Voltage is the parameter that mostly affects speed and current is the parameter that most affects torque.

When we look at the heat that a motor produces, one thing that is often overlooked is that the very popular PK296A2A-SG7.2 motor, which is rated by Oriental Motor at 3A when wired half-coil, is electrically identical to the PK296-03AA motor and the PK296-F4.5A motor, which are rated at 4.5A by Oriental Motor. Those of us who use the correct current limiting resistor to keep the current at 3A or lower will never see the heat problem that we would have if we use that motor at 4.5A. (I've done extensive testing with a PK296-F4.5A motor and it gets really, really hot when I run it at maximum voltage and maximum current.) In other words, the PK296A2A-SG7.2 motor can easily be run at it's maximum voltage because it has been factory derated to 60% of it true current handling ability. Those who use other motors may not realize that if they run their motor at full torque and at full voltage, that their motor might get really, really hot.

Now for a theoretical question: How much speed is enough? Let's pick 600 inches per minute. Just how fast does a motor have to spin to generate that speed? With a 1.5-inch pitch diameter spur gear, a motor geared 7.2:1 would have to spin at 916 RPM. With the smaller 1.25-inch pitch diameter spur gear, that motor would have to spin at 1102 RPM.

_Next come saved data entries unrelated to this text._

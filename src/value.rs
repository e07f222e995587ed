//! IFD value types
//!
//! Every IFD entry carries a typed array. TIFF 6.0 defines twelve element
//! types and TIFF/EP adds a thirteenth (`IFD`) for pointers to other
//! directories. [`IfdValue`] is a closed sum over all of them, so encoding,
//! size accounting and coercion are exhaustive matches.
//!
//! Unit sizes:
//!
//! | type | code | bytes |
//! |------|------|-------|
//! | BYTE, ASCII, SBYTE, UNDEFINED | 1, 2, 6, 7 | 1 |
//! | SHORT, SSHORT | 3, 8 | 2 |
//! | LONG, SLONG, FLOAT, IFD | 4, 9, 11, 13 | 4 |
//! | RATIONAL, SRATIONAL, DOUBLE | 5, 10, 12 | 8 |

use crate::buffer::{InputBuffer, OutputBuffer};
use crate::error::{Error, Result};
use std::fmt;

/// On-disk element type of an IFD entry
#[derive(Debug, Clone, Copy, PartialEq, Eq, Hash)]
#[repr(u16)]
pub enum IfdValueType {
    /// Unsigned 8-bit integer
    Byte = 1,
    /// NUL-terminated 8-bit text
    Ascii = 2,
    /// Unsigned 16-bit integer
    Short = 3,
    /// Unsigned 32-bit integer
    Long = 4,
    /// Two unsigned 32-bit integers: numerator, denominator
    Rational = 5,
    /// Signed 8-bit integer
    SByte = 6,
    /// Opaque byte
    Undefined = 7,
    /// Signed 16-bit integer
    SShort = 8,
    /// Signed 32-bit integer
    SLong = 9,
    /// Two signed 32-bit integers: numerator, denominator
    SRational = 10,
    /// IEEE 754 single precision float
    Single = 11,
    /// IEEE 754 double precision float
    Double = 12,
    /// 32-bit offset of another IFD
    Ifd = 13,
}

impl IfdValueType {
    /// Map an on-disk type code, `None` for codes outside 1..=13
    pub const fn from_code(code: u16) -> Option<Self> {
        Some(match code {
            1 => Self::Byte,
            2 => Self::Ascii,
            3 => Self::Short,
            4 => Self::Long,
            5 => Self::Rational,
            6 => Self::SByte,
            7 => Self::Undefined,
            8 => Self::SShort,
            9 => Self::SLong,
            10 => Self::SRational,
            11 => Self::Single,
            12 => Self::Double,
            13 => Self::Ifd,
            _ => return None,
        })
    }

    /// On-disk type code
    pub const fn code(self) -> u16 {
        self as u16
    }

    /// Size of one element in bytes
    pub const fn unit_size(self) -> usize {
        match self {
            Self::Byte | Self::Ascii | Self::SByte | Self::Undefined => 1,
            Self::Short | Self::SShort => 2,
            Self::Long | Self::SLong | Self::Single | Self::Ifd => 4,
            Self::Rational | Self::SRational | Self::Double => 8,
        }
    }

    /// Lower-case type name
    pub const fn name(self) -> &'static str {
        match self {
            Self::Byte => "byte",
            Self::Ascii => "ascii",
            Self::Short => "short",
            Self::Long => "long",
            Self::Rational => "rational",
            Self::SByte => "sbyte",
            Self::Undefined => "undefined",
            Self::SShort => "sshort",
            Self::SLong => "slong",
            Self::SRational => "srational",
            Self::Single => "single",
            Self::Double => "double",
            Self::Ifd => "ifd",
        }
    }
}

impl fmt::Display for IfdValueType {
    fn fmt(&self, f: &mut fmt::Formatter<'_>) -> fmt::Result {
        f.write_str(self.name())
    }
}

/// A fraction as stored by RATIONAL and SRATIONAL entries
///
/// The fields are wide enough for both the unsigned and the signed encoding.
/// Writing fails with [`Error::ValueOutOfRange`] when either half does not fit
/// the 32-bit field of the value's kind.
#[derive(Debug, Clone, Copy, PartialEq, Eq, Hash)]
pub struct Rational {
    pub numerator: i64,
    pub denominator: i64,
}

impl Rational {
    /// Create a fraction
    pub const fn new(numerator: i64, denominator: i64) -> Self {
        Self {
            numerator,
            denominator,
        }
    }

    /// Value as a float, 0.0 for a zero denominator
    pub fn to_f64(self) -> f64 {
        if self.denominator == 0 {
            0.0
        } else {
            self.numerator as f64 / self.denominator as f64
        }
    }

    /// Value truncated toward zero, 0 for a zero denominator
    pub fn to_i64(self) -> i64 {
        if self.denominator == 0 {
            0
        } else {
            self.numerator / self.denominator
        }
    }
}

impl Default for Rational {
    fn default() -> Self {
        Self::new(0, 1)
    }
}

impl From<(u32, u32)> for Rational {
    fn from((numerator, denominator): (u32, u32)) -> Self {
        Self::new(numerator as i64, denominator as i64)
    }
}

impl From<(i32, i32)> for Rational {
    fn from((numerator, denominator): (i32, i32)) -> Self {
        Self::new(numerator as i64, denominator as i64)
    }
}

impl From<(i64, i64)> for Rational {
    fn from((numerator, denominator): (i64, i64)) -> Self {
        Self::new(numerator, denominator)
    }
}

impl fmt::Display for Rational {
    fn fmt(&self, f: &mut fmt::Formatter<'_>) -> fmt::Result {
        write!(f, "{}/{}", self.numerator, self.denominator)
    }
}

/// Typed payload of an IFD entry
///
/// ASCII text is kept without its terminator; the NUL is added on write and
/// counted by [`IfdValue::count`].
#[derive(Debug, Clone, PartialEq)]
pub enum IfdValue {
    Byte(Vec<u8>),
    Ascii(Vec<u8>),
    Short(Vec<u16>),
    Long(Vec<u32>),
    Rational(Vec<Rational>),
    SByte(Vec<i8>),
    Undefined(Vec<u8>),
    SShort(Vec<i16>),
    SLong(Vec<i32>),
    SRational(Vec<Rational>),
    Single(Vec<f32>),
    Double(Vec<f64>),
    /// Offset of another directory, always exactly one element
    Ifd(u32),
}

impl IfdValue {
    /// ASCII value from text, one byte per character
    ///
    /// Characters outside 7-bit ASCII are stored as `?`.
    pub fn ascii(text: &str) -> Self {
        Self::Ascii(
            text.chars()
                .map(|c| if c.is_ascii() { c as u8 } else { b'?' })
                .collect(),
        )
    }

    /// Single RATIONAL
    pub fn rational(numerator: u32, denominator: u32) -> Self {
        Self::Rational(vec![Rational::from((numerator, denominator))])
    }

    /// Single SRATIONAL
    pub fn srational(numerator: i32, denominator: i32) -> Self {
        Self::SRational(vec![Rational::from((numerator, denominator))])
    }

    /// Element type
    pub fn kind(&self) -> IfdValueType {
        match self {
            Self::Byte(_) => IfdValueType::Byte,
            Self::Ascii(_) => IfdValueType::Ascii,
            Self::Short(_) => IfdValueType::Short,
            Self::Long(_) => IfdValueType::Long,
            Self::Rational(_) => IfdValueType::Rational,
            Self::SByte(_) => IfdValueType::SByte,
            Self::Undefined(_) => IfdValueType::Undefined,
            Self::SShort(_) => IfdValueType::SShort,
            Self::SLong(_) => IfdValueType::SLong,
            Self::SRational(_) => IfdValueType::SRational,
            Self::Single(_) => IfdValueType::Single,
            Self::Double(_) => IfdValueType::Double,
            Self::Ifd(_) => IfdValueType::Ifd,
        }
    }

    /// Element count as written to the entry's count field
    pub fn count(&self) -> usize {
        match self {
            Self::Byte(v) | Self::Undefined(v) => v.len(),
            Self::Ascii(v) => v.len() + 1,
            Self::Short(v) => v.len(),
            Self::Long(v) => v.len(),
            Self::Rational(v) | Self::SRational(v) => v.len(),
            Self::SByte(v) => v.len(),
            Self::SShort(v) => v.len(),
            Self::SLong(v) => v.len(),
            Self::Single(v) => v.len(),
            Self::Double(v) => v.len(),
            Self::Ifd(_) => 1,
        }
    }

    /// Encoded size in bytes
    pub fn byte_size(&self) -> usize {
        self.kind().unit_size() * self.count()
    }

    /// Whether the value fits the 4-byte slot of its entry
    pub fn is_inline(&self) -> bool {
        self.byte_size() <= 4
    }

    /// Decode `count` elements of `kind` at the cursor position
    ///
    /// The whole payload is bounds-checked before anything is allocated.
    pub fn read(kind: IfdValueType, count: u32, input: &mut InputBuffer) -> Result<Self> {
        let count = count as usize;
        let size = kind
            .unit_size()
            .checked_mul(count)
            .filter(|&size| input.has_range(input.offset(), size))
            .ok_or(Error::UnexpectedEof {
                offset: input.offset(),
                needed: kind.unit_size().saturating_mul(count),
            })?;

        Ok(match kind {
            IfdValueType::Byte => Self::Byte(input.read_bytes(size)?.to_vec()),
            IfdValueType::Undefined => Self::Undefined(input.read_bytes(size)?.to_vec()),
            IfdValueType::Ascii => {
                let bytes = input.read_bytes(size)?;
                let end = bytes.iter().rposition(|&b| b != 0).map_or(0, |last| last + 1);
                Self::Ascii(bytes[..end].to_vec())
            }
            IfdValueType::SByte => Self::SByte(
                input
                    .read_bytes(size)?
                    .iter()
                    .map(|&b| b as i8)
                    .collect(),
            ),
            IfdValueType::Short => Self::Short(read_array(count, || input.read_u16())?),
            IfdValueType::SShort => Self::SShort(read_array(count, || input.read_i16())?),
            IfdValueType::Long => Self::Long(read_array(count, || input.read_u32())?),
            IfdValueType::SLong => Self::SLong(read_array(count, || input.read_i32())?),
            IfdValueType::Single => Self::Single(read_array(count, || input.read_f32())?),
            IfdValueType::Double => Self::Double(read_array(count, || input.read_f64())?),
            IfdValueType::Rational => Self::Rational(read_array(count, || {
                let numerator = input.read_u32()?;
                let denominator = input.read_u32()?;
                Ok(Rational::new(numerator as i64, denominator as i64))
            })?),
            IfdValueType::SRational => Self::SRational(read_array(count, || {
                let numerator = input.read_i32()?;
                let denominator = input.read_i32()?;
                Ok(Rational::new(numerator as i64, denominator as i64))
            })?),
            IfdValueType::Ifd => {
                if count != 1 {
                    return Err(Error::InvalidFormat(format!(
                        "IFD pointer with {} elements",
                        count
                    )));
                }
                Self::Ifd(input.read_u32()?)
            }
        })
    }

    /// Encode the payload in the buffer's byte order
    pub fn write(&self, out: &mut OutputBuffer) -> Result<()> {
        match self {
            Self::Byte(v) | Self::Undefined(v) => out.write_bytes(v)?,
            Self::Ascii(v) => {
                out.write_bytes(v)?;
                out.write_u8(0)?;
            }
            Self::SByte(v) => v.iter().try_for_each(|&x| out.write_i8(x))?,
            Self::Short(v) => v.iter().try_for_each(|&x| out.write_u16(x))?,
            Self::SShort(v) => v.iter().try_for_each(|&x| out.write_i16(x))?,
            Self::Long(v) => v.iter().try_for_each(|&x| out.write_u32(x))?,
            Self::SLong(v) => v.iter().try_for_each(|&x| out.write_i32(x))?,
            Self::Single(v) => v.iter().try_for_each(|&x| out.write_f32(x))?,
            Self::Double(v) => v.iter().try_for_each(|&x| out.write_f64(x))?,
            Self::Rational(v) => v.iter().try_for_each(|r| {
                let (numerator, denominator) = unsigned_halves(r)?;
                out.write_u32(numerator)?;
                out.write_u32(denominator)
            })?,
            Self::SRational(v) => v.iter().try_for_each(|r| {
                let (numerator, denominator) = signed_halves(r)?;
                out.write_i32(numerator)?;
                out.write_i32(denominator)
            })?,
            Self::Ifd(offset) => out.write_u32(*offset)?,
        }
        Ok(())
    }

    /// Check that every element fits its on-disk field
    ///
    /// Only rational kinds can hold out-of-range elements.
    pub fn check_range(&self) -> Result<()> {
        match self {
            Self::Rational(v) => v.iter().try_for_each(|r| unsigned_halves(r).map(drop)),
            Self::SRational(v) => v.iter().try_for_each(|r| signed_halves(r).map(drop)),
            _ => Ok(()),
        }
    }

    /// Element `index` as an integer
    ///
    /// Returns 0 for text/opaque kinds and out-of-range indices.
    ///
    /// # Panics
    /// If `index` is not 0 on an [`IfdValue::Ifd`].
    pub fn to_int(&self, index: usize) -> i64 {
        match self {
            Self::Byte(v) => v.get(index).map_or(0, |&x| x as i64),
            Self::Short(v) => v.get(index).map_or(0, |&x| x as i64),
            Self::Long(v) => v.get(index).map_or(0, |&x| x as i64),
            Self::SByte(v) => v.get(index).map_or(0, |&x| x as i64),
            Self::SShort(v) => v.get(index).map_or(0, |&x| x as i64),
            Self::SLong(v) => v.get(index).map_or(0, |&x| x as i64),
            Self::Single(v) => v.get(index).map_or(0, |&x| x as i64),
            Self::Double(v) => v.get(index).map_or(0, |&x| x as i64),
            Self::Rational(v) | Self::SRational(v) => v.get(index).map_or(0, |r| r.to_i64()),
            Self::Ifd(offset) => {
                check_ifd_index(index);
                *offset as i64
            }
            Self::Ascii(_) | Self::Undefined(_) => 0,
        }
    }

    /// Element `index` as a float
    ///
    /// Same defaults and panics as [`IfdValue::to_int`].
    pub fn to_double(&self, index: usize) -> f64 {
        match self {
            Self::Single(v) => v.get(index).map_or(0.0, |&x| x as f64),
            Self::Double(v) => v.get(index).copied().unwrap_or(0.0),
            Self::Rational(v) | Self::SRational(v) => v.get(index).map_or(0.0, |r| r.to_f64()),
            _ => self.to_int(index) as f64,
        }
    }

    /// Element `index` as a fraction
    ///
    /// Integers become `n/1`; text, opaque and float kinds give `0/1`.
    pub fn to_rational(&self, index: usize) -> Rational {
        match self {
            Self::Rational(v) | Self::SRational(v) => v.get(index).copied().unwrap_or_default(),
            Self::Ascii(_) | Self::Undefined(_) | Self::Single(_) | Self::Double(_) => {
                Rational::default()
            }
            _ => Rational::new(self.to_int(index), 1),
        }
    }

    /// All elements as integers, empty for text and opaque kinds
    pub fn to_ints(&self) -> Vec<i64> {
        match self {
            Self::Ascii(_) | Self::Undefined(_) => Vec::new(),
            _ => (0..self.count()).map(|i| self.to_int(i)).collect(),
        }
    }

    /// Text content of ASCII and UNDEFINED values, empty otherwise
    pub fn to_text(&self) -> String {
        match self {
            Self::Ascii(v) | Self::Undefined(v) => String::from_utf8_lossy(v)
                .trim_end_matches('\0')
                .to_string(),
            _ => String::new(),
        }
    }

    /// Raw bytes of BYTE, ASCII and UNDEFINED values, empty otherwise
    pub fn to_data(&self) -> &[u8] {
        match self {
            Self::Byte(v) | Self::Ascii(v) | Self::Undefined(v) => v,
            _ => &[],
        }
    }
}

If we look at the torque charts for the PK296-03AA motor and compare it to the PK296A2A-SG7.2 motor, 1,100 RPM is easily reached with a 24VDC power supply, so using a 29VDC power supply (which is 75% of the maximum computed voltage) would be even better than the chart shows.

Note that with the PK296A2A-SG7.2 motor that torque starts taking a nose dive at about 90 RPM and that 90 RPM X 7.2 gear ration = ~650 RPM. So, with 650 RPM being the ideal top speed, the quest is to find how much faster we can push that motor before losing steps. When we start losing steps, we've reached a hard limit even if we're below the motor's maximum speed or voltage. My tests have shown that a stepper motor starts missing steps because of low torque long before it hits its maximum speed. The charts seem to indicate the same thing. With a motor speed of 650 RPM and a 7.2:1 gearbox, and a 1.25-inch pitch diameter spur gear, the constant torque portion of the torque curve peaks at about 350 inches per minute. Anything faster and torque becomes an increasing bigger problem. With the larger 1.5-inch pitch diameter spur gear, 650 RPM gets us to about 425 inches per minute.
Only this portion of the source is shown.